• **Records to process**:
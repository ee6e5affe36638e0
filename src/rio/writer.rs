//! # Escritura Robusta
//! src/rio/writer.rs
//!
//! En sockets, `write()` puede aceptar solo parte del buffer (short count)
//! o ser interrumpido por una señal. `write_all` sigue escribiendo hasta
//! entregar todos los bytes y solo falla ante un error real.

use std::io::{self, Write};
use tracing::trace;

/// Escribe `bytes` completo en `writer`.
///
/// - Escritura parcial: avanza y vuelve a escribir el resto.
/// - `ErrorKind::Interrupted`: reintenta.
/// - `Ok(0)`: el peer no acepta más datos, falla con `WriteZero`.
///
/// Retorna el número de bytes escritos (siempre `bytes.len()` en éxito).
///
/// # Ejemplo
/// ```
/// use rio_httpd::rio::write_all;
///
/// let mut out = Vec::new();
/// assert_eq!(write_all(&mut out, b"HTTP/1.1 200 OK\r\n\r\n").unwrap(), 19);
/// ```
pub fn write_all<W: Write + ?Sized>(writer: &mut W, bytes: &[u8]) -> io::Result<usize> {
    let mut left = bytes;

    while !left.is_empty() {
        match writer.write(left) {
            Ok(0) => {
                return Err(io::Error::new(
                    io::ErrorKind::WriteZero,
                    "connection accepted zero bytes",
                ));
            }
            Ok(n) => left = &left[n..],
            Err(e) if e.kind() == io::ErrorKind::Interrupted => {
                trace!(remaining = left.len(), "write interrumpido, reintentando");
            }
            Err(e) => return Err(e),
        }
    }

    loop {
        match writer.flush() {
            Ok(()) => break,
            Err(e) if e.kind() == io::ErrorKind::Interrupted => continue,
            Err(e) => return Err(e),
        }
    }

    Ok(bytes.len())
}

• **Your assignment**: All of the material must be written out again without any change.

• **Written answer**:
repository ee6e5affe36638e0
filename src/rio/writer.rs
//! # Escritura Robusta
//! src/rio/writer.rs
//!
//! En sockets, `write()` puede aceptar solo parte del buffer (short count)
//! o ser interrumpido por una señal. `write_all` sigue escribiendo hasta
//! entregar todos los bytes y solo falla ante un error real.

use std::io::{self, Write};
use tracing::trace;

/// Escribe `bytes` completo en `writer`.
///
/// - Escritura parcial: avanza y vuelve a escribir el resto.
/// - `ErrorKind::Interrupted`: reintenta.
/// - `Ok(0)`: el peer no acepta más datos, falla con `WriteZero`.
///
/// Retorna el número de bytes escritos (siempre `bytes.len()` en éxito).
///
/// # Ejemplo
/// ```
/// use rio_httpd::rio::write_all;
///
/// let mut out = Vec::new();
/// assert_eq!(write_all(&mut out, b"HTTP/1.1 200 OK\r\n\r\n").unwrap(), 19);
/// ```
pub fn write_all<W: Write + ?Sized>(writer: &mut W, bytes: &[u8]) -> io::Result<usize> {
    let mut left = bytes;

    while !left.is_empty() {
        match writer.write(left) {
            Ok(0) => {
                return Err(io::Error::new(
                    io::ErrorKind::WriteZero,
                    "connection accepted zero bytes",
                ));
            }
            Ok(n) => left = &left[n..],
            Err(e) if e.kind() == io::ErrorKind::Interrupted => {
                trace!(remaining = left.len(), "write interrumpido, reintentando");
            }
            Err(e) => return Err(e),
        }
    }

    loop {
        match writer.flush() {
            Ok(()) => break,
            Err(e) if e.kind() == io::ErrorKind::Interrupted => continue,
            Err(e) => return Err(e),
        }
    }

    Ok(bytes.len())
}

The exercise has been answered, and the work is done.